Monthnotes January 2025

Monthnotes January 2025

I don't think I've got too much that I've published in the last month to share, because I've spent most of it on holiday and firmly in "input" mode. So this is very much an input newsletter.

One housekeeping note before we begin. I'm going to be in the UK for a couple of weeks in the middle of February (more on this below). I don't have loads of plans yet, so now is the time to send me an email and say "hey let's get a coffee/beer/donut" and we can see if we can make it happen. Don't be all "oh I'm not sure, he probably doesn't even remember who I am". Just drop me a message and let's organise something.


I wrote up some of my games of 2024 in the last newsletter, but I wrote a bit more detail for a post on a forum so I figured I'd share it here too.

Three games I loved in 2024:

  • Satisfactory - a perfectly-tuned blend of Factorio-like automation, Breath of the Wild exploration, and Minecraft decoration. Fell into this in September, and played almost nothing else for two months.
  • Animal Well - came out just as my annual hayfever hit, and spending time in its dark, dank caves was the perfect balm while everyone else was out having fun in the sunshine.
  • Dicey Dungeons - I got a little obsessed with this cute and creative smartphone roguelike in the late summer, almost 100%ing it. The writing and humour was spot-on for me.

Three games I thought were okay:

  • Super Mario Bros Wonder - the easy bits felt too easy and the hard bits felt too hard, but it was colourful and fun to blaze through. Paid full price for it and didn’t feel like it was quite worth that.
  • Baldur’s Gate 3 - I got a Steam Deck in July, mostly to play this. I picked this up and fell deep into it. I had to return the Deck for a small repair a few weeks later, though, and when it came back I didn’t pick it up at all. Its hooks weren’t as deep into me as I thought. I do want to play it some more, but I’m not feeling any massive urge.
  • Caves of Qud - Early days on this - I only bought it a couple of weeks ago. I’m finding the interface hard to cope with, and it feels like the gamepad controls are a distinct afterthought, but the world is compelling and I’m excited about reaching the Six Day Stilt for the first time. Adding this tutorial mod helped me a lot.

Three games I tried and really didn’t get on with:

  • Neva - Here’s the pitch: run rightward forever while getting confused because things that look like scenery hurt you and things that look like platforms are scenery. Sure it’s pretty, but there’s nothing deeper than that on offer.
  • Balatro - Tried this on Apple Arcade and didn’t find it fun in the slightest. It probably didn’t help that I’ve never really played or wanted to play poker.
  • Cult of the Lamb - Wasn’t a fan of the graphical style, but it got good reviews and was discounted so I gave it a solid try. The whole time I kept thinking it was going to get more fun while it got increasingly less fun.
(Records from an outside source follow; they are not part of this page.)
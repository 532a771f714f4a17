//! Error types for source ingestion.

use std::path::PathBuf;

use f1_model::ErrorKind;
use thiserror::Error;

/// Errors that can occur while reading the source files.
#[derive(Debug, Error)]
pub enum IngestError {
    // === File System Errors ===
    /// Input directory not found.
    #[error("input directory not found: {path}")]
    DirectoryNotFound { path: PathBuf },

    /// CSV file not found.
    #[error("CSV file not found: {path}")]
    FileNotFound { path: PathBuf },

    /// Failed to read file.
    #[error("failed to read file {path}: {source}")]
    FileRead {
        path: PathBuf,
        #[source]
        source: std::io::Error,
    },

    /// File uses an encoding the reader does not handle.
    #[error("unsupported encoding {encoding} in {path}")]
    UnsupportedEncoding {
        path: PathBuf,
        encoding: &'static str,
    },

    // === CSV Parsing Errors ===
    /// Failed to parse CSV with Polars.
    #[error("failed to parse CSV {path}: {message}")]
    CsvParse { path: PathBuf, message: String },

    // === Schema Errors ===
    /// Required column not found in a source file.
    #[error("required column '{column}' not found in {table}")]
    MissingColumn { column: String, table: String },

    // === DataFrame Errors ===
    /// Failed DataFrame operation.
    #[error("DataFrame operation failed: {message}")]
    DataFrame { message: String },
}

impl IngestError {
    pub fn kind(&self) -> ErrorKind {
        match self {
            Self::DirectoryNotFound { .. }
            | Self::FileNotFound { .. }
            | Self::FileRead { .. }
            | Self::UnsupportedEncoding { .. }
            | Self::CsvParse { .. } => ErrorKind::Io,
            Self::MissingColumn { .. } | Self::DataFrame { .. } => ErrorKind::Schema,
        }
    }
}

impl From<polars::prelude::PolarsError> for IngestError {
    fn from(err: polars::prelude::PolarsError) -> Self {
        Self::DataFrame {
            message: err.to_string(),
        }
    }
}

/// Result type for ingestion operations.
pub type Result<T> = std::result::Result<T, IngestError>;

#[cfg(test)]
mod tests {
    use super::*;

    #[test]
    fn test_error_display() {
        let err = IngestError::FileNotFound {
            path: PathBuf::from("/data/drivers.csv"),
        };
        assert_eq!(err.to_string(), "CSV file not found: /data/drivers.csv");
    }

    #[test]
    fn test_error_kind() {
        let missing = IngestError::MissingColumn {
            column: "driverId".to_string(),
            table: "drivers".to_string(),
        };
        assert_eq!(missing.kind(), ErrorKind::Schema);
        let not_found = IngestError::FileNotFound {
            path: PathBuf::from("status.csv"),
        };
        assert_eq!(not_found.kind(), ErrorKind::Io);
    }

    #[test]
    fn test_error_from_polars() {
        let polars_err = polars::prelude::PolarsError::ColumnNotFound("test".into());
        let ingest_err: IngestError = polars_err.into();
        assert!(matches!(ingest_err, IngestError::DataFrame { .. }));
    }
}
//! Run outcome types: pipeline stages, error taxonomy and the load report.

use std::fmt;

use serde::Serialize;

/// Pipeline stages, in execution order.
#[derive(Debug, Clone, Copy, PartialEq, Eq, Serialize)]
#[serde(rename_all = "snake_case")]
pub enum Stage {
    ReadSources,
    BuildDimensions,
    Connect,
    LoadDimensions,
    ResolveKeys,
    BuildFacts,
    LoadFacts,
}

impl Stage {
    pub fn as_str(self) -> &'static str {
        match self {
            Stage::ReadSources => "read sources",
            Stage::BuildDimensions => "build dimensions",
            Stage::Connect => "connect",
            Stage::LoadDimensions => "load dimensions",
            Stage::ResolveKeys => "resolve keys",
            Stage::BuildFacts => "build facts",
            Stage::LoadFacts => "load facts",
        }
    }
}

impl fmt::Display for Stage {
    fn fmt(&self, f: &mut fmt::Formatter<'_>) -> fmt::Result {
        f.write_str(self.as_str())
    }
}

/// Failure categories reported to the operator.
#[derive(Debug, Clone, Copy, PartialEq, Eq, Serialize)]
#[serde(rename_all = "snake_case")]
pub enum ErrorKind {
    /// An input file could not be found or read.
    Io,
    /// An expected column or table shape is missing.
    Schema,
    /// The database could not be reached.
    Connectivity,
    /// The database rejected a write.
    Write,
}

impl fmt::Display for ErrorKind {
    fn fmt(&self, f: &mut fmt::Formatter<'_>) -> fmt::Result {
        let label = match self {
            ErrorKind::Io => "io",
            ErrorKind::Schema => "schema",
            ErrorKind::Connectivity => "connectivity",
            ErrorKind::Write => "write",
        };
        f.write_str(label)
    }
}

/// Rows appended to one warehouse table.
#[derive(Debug, Clone, PartialEq, Eq, Serialize)]
pub struct TableLoad {
    pub table: String,
    pub rows: usize,
}

impl TableLoad {
    pub fn new(table: impl Into<String>, rows: usize) -> Self {
        Self {
            table: table.into(),
            rows,
        }
    }
}

/// Summary of a completed run.
#[derive(Debug, Clone, Default, PartialEq, Eq, Serialize)]
pub struct RunReport {
    /// Tables appended, in load order.
    pub loaded: Vec<TableLoad>,
    /// Result rows before unresolved keys were dropped.
    pub fact_candidates: usize,
    /// Result rows dropped because a surrogate key was missing.
    pub facts_dropped: usize,
    /// Races whose source `raceId` differs from the synthesized identifier.
    pub race_id_discrepancies: usize,
    pub duration_ms: u64,
}

impl RunReport {
    pub fn total_rows(&self) -> usize {
        self.loaded.iter().map(|load| load.rows).sum()
    }

    pub fn rows_for(&self, table: &str) -> Option<usize> {
        self.loaded
            .iter()
            .find(|load| load.table == table)
            .map(|load| load.rows)
    }
}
Three games I’m excited about playing in 2025

  • Arco - an anticolonial mesoamerican fantasy RPG, which I’ve played just a few hours of and have been very much enjoying. Beautiful visuals, great controls, great combat mechanics, great story. Harder than I was expecting it to be!
  • Citizen Sleeper 2 - I loved the original a few years back - it’s a dice-driven narrative RPG where you slowly but surely turn a bleak space station into a protopia. I’m very excited about getting back into the world.
  • Hollow Knight: Silksong??? Maybe??? Finally???

I'm also really enjoying Fields of Mistria right now - playing one in-game day for every real-world day. I wasn't convinced I'd enjoy a Stardew Valley clone with a sliiiightly more anime art style than the original. But it files all of the rough edges off its forebear (omg you can shop at any time of day) and the writing and characters are fun, so it's no less of a joy than its forebear. Turns out that more of a good thing is a good thing.


I bought and built a Music Thing Modular Workshop System. It's lovely! A really easy build, and a lot of fun to play with. Tonnes of modular synth for your money, and it plays very nicely with other devices too. If you like synths and you're somewhat handy with a soldering iron or you know someone who is, then it comes highly recommended. I've really looking forward to diving into the computer cards.


I'm trying to avoid posting AI links here because we're all reading enough of it as it is, but Matt Webb's writeup of "narrative jailbreaking" a psychology AI is too fun not to share.


You know you own your data, yeah? Meta, for example, doesn't own it - when you sign up to their services, you basically give them permission to use it. That's why at any time you can request a copy of all of your data that a company is holding, and also request that they delete it.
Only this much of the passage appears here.